Exercise inputs START

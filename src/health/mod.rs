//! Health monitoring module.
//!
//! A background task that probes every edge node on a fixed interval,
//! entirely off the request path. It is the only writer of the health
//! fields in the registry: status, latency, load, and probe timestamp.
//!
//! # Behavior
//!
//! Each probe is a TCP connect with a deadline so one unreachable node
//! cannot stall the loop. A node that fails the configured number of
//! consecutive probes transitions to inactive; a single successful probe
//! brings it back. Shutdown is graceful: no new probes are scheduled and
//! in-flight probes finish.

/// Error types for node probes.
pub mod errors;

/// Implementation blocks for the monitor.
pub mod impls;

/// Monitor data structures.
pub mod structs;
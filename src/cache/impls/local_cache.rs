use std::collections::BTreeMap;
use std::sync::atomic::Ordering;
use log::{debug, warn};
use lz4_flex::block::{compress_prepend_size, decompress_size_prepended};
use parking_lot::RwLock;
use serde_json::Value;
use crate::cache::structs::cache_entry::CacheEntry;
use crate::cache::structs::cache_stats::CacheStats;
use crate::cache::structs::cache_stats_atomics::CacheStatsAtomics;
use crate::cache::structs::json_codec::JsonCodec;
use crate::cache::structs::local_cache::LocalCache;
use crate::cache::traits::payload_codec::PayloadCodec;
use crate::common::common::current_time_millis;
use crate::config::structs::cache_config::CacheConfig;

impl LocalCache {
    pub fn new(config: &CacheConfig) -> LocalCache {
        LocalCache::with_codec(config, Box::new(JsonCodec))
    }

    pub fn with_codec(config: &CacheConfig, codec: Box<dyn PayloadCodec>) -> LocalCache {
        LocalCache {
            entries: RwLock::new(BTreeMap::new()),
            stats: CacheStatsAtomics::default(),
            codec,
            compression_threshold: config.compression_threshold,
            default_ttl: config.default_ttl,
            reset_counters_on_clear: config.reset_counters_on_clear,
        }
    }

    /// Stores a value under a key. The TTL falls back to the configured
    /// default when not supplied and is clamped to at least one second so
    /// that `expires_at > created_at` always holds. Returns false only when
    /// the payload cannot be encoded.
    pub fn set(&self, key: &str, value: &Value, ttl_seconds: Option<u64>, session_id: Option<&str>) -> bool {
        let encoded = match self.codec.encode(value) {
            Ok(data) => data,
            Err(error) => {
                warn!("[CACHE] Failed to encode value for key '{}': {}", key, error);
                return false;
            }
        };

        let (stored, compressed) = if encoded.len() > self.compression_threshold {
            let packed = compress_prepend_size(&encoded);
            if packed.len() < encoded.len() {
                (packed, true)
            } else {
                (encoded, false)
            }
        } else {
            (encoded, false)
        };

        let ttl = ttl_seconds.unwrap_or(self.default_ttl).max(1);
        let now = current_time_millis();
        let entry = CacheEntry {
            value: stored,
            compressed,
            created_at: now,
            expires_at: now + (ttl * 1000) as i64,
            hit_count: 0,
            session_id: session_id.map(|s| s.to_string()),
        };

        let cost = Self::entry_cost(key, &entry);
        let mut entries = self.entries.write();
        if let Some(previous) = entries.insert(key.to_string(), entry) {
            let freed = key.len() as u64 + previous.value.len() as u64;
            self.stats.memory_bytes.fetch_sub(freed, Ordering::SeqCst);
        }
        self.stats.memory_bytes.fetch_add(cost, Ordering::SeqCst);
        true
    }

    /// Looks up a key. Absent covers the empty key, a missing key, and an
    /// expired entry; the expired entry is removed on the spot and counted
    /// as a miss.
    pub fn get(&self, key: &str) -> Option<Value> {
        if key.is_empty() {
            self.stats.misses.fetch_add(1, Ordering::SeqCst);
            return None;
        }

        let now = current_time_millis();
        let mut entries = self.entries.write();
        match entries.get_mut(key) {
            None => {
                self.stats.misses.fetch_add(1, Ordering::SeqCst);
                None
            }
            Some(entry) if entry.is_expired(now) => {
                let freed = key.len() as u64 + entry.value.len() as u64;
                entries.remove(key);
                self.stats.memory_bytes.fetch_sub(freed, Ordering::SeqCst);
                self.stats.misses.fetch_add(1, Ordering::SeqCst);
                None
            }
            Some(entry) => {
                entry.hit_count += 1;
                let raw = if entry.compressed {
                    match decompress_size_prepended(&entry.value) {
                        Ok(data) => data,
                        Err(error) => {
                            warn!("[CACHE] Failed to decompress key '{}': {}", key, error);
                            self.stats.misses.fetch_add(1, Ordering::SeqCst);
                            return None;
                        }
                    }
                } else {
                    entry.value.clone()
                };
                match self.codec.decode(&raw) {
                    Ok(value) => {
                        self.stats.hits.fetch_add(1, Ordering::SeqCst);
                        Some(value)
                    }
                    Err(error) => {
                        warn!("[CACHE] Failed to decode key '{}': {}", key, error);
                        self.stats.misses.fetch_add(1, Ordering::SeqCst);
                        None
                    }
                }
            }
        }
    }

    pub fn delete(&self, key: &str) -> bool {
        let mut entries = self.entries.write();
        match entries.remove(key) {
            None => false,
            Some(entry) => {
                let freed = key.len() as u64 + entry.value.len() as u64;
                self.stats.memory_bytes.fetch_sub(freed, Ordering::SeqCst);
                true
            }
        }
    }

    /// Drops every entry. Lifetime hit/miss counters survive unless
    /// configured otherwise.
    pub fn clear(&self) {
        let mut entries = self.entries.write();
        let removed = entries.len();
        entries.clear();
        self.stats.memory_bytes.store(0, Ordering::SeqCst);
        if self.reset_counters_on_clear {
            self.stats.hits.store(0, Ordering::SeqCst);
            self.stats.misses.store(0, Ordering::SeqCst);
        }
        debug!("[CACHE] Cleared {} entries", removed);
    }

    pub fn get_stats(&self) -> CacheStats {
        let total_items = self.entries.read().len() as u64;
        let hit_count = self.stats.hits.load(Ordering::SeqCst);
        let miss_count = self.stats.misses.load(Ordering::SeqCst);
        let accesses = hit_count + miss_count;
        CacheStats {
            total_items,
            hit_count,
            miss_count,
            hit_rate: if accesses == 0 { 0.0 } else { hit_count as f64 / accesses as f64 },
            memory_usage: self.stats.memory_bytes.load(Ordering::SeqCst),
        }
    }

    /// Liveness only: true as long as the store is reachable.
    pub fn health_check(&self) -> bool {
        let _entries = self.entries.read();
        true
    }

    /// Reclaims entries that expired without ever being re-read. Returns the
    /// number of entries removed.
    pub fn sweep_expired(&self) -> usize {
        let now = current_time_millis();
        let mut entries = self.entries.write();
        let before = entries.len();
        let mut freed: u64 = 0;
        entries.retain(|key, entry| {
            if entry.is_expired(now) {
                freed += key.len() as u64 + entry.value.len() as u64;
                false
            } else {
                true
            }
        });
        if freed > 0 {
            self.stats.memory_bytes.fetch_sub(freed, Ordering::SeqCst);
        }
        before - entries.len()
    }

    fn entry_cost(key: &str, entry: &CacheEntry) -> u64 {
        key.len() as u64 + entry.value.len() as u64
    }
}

Exercise inputs END
Exercise inputs START

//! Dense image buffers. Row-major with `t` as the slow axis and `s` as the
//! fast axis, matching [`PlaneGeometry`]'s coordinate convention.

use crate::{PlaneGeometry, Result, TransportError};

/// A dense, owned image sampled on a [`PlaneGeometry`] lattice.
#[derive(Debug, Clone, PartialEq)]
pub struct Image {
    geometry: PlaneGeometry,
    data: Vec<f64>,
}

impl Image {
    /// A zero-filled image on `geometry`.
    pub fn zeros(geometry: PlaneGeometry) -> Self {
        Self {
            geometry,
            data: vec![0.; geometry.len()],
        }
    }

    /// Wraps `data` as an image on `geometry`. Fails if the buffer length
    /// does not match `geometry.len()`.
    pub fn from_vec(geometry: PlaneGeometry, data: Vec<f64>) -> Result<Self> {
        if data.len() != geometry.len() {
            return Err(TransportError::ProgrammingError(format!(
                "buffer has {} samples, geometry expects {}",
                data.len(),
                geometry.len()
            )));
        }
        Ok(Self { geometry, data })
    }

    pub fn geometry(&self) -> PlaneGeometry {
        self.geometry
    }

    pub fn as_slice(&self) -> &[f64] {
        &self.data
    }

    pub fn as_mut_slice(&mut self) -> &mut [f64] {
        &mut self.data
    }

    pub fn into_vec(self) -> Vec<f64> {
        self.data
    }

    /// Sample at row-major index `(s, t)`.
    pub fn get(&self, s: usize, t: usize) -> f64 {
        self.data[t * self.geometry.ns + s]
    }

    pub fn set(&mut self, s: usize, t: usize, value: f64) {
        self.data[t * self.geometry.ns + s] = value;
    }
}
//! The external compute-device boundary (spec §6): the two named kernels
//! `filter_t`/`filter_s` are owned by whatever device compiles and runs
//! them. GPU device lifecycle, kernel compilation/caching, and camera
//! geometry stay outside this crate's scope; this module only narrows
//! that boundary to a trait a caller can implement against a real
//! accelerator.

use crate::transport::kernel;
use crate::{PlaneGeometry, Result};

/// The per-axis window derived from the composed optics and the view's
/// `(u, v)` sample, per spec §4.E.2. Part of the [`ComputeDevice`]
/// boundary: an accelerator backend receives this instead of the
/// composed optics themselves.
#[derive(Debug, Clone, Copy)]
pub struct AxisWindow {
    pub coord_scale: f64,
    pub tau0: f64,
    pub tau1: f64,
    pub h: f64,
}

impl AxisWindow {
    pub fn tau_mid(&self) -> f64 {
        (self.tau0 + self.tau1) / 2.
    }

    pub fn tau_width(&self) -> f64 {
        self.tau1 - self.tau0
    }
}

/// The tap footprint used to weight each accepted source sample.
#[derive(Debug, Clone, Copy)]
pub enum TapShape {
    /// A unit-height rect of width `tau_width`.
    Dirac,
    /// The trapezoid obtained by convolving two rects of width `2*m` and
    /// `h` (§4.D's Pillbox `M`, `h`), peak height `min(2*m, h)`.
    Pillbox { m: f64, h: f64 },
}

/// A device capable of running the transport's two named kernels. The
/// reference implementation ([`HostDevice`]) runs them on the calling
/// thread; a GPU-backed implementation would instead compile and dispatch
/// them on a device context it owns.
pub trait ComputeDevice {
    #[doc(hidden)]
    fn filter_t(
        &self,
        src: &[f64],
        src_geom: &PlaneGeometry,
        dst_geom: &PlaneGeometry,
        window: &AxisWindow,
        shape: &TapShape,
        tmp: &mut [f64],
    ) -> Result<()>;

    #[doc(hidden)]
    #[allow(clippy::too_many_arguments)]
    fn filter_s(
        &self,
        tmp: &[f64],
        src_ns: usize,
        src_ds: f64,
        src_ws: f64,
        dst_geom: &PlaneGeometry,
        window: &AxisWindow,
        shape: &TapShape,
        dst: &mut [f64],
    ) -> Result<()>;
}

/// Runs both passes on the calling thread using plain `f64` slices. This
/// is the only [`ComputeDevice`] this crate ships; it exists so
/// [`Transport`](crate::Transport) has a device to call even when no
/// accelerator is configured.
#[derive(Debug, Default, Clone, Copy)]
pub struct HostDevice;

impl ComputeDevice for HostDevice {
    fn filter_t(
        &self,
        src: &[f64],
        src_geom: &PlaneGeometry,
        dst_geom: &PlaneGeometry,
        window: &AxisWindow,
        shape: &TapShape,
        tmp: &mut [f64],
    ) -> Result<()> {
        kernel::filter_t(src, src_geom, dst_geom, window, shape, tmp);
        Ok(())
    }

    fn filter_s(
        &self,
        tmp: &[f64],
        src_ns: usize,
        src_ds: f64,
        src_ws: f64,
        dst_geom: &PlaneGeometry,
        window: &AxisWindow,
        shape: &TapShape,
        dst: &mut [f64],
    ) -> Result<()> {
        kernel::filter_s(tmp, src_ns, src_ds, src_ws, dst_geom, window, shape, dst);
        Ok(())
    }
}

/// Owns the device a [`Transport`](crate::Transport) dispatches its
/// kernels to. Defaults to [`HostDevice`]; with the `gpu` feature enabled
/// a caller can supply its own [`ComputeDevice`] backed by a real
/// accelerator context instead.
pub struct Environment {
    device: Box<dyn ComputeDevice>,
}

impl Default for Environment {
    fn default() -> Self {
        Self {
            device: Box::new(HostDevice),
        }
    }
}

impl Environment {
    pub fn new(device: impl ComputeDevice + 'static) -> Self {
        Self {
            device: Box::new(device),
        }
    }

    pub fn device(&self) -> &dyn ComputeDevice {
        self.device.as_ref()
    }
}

Exercise inputs END

Lines holding the word "previous" should be copied from the entries above.

        if let Some(previous) = entries.insert(key.to_string(), entry) {
            let freed = key.len() as u64 + previous.value.len() as u64;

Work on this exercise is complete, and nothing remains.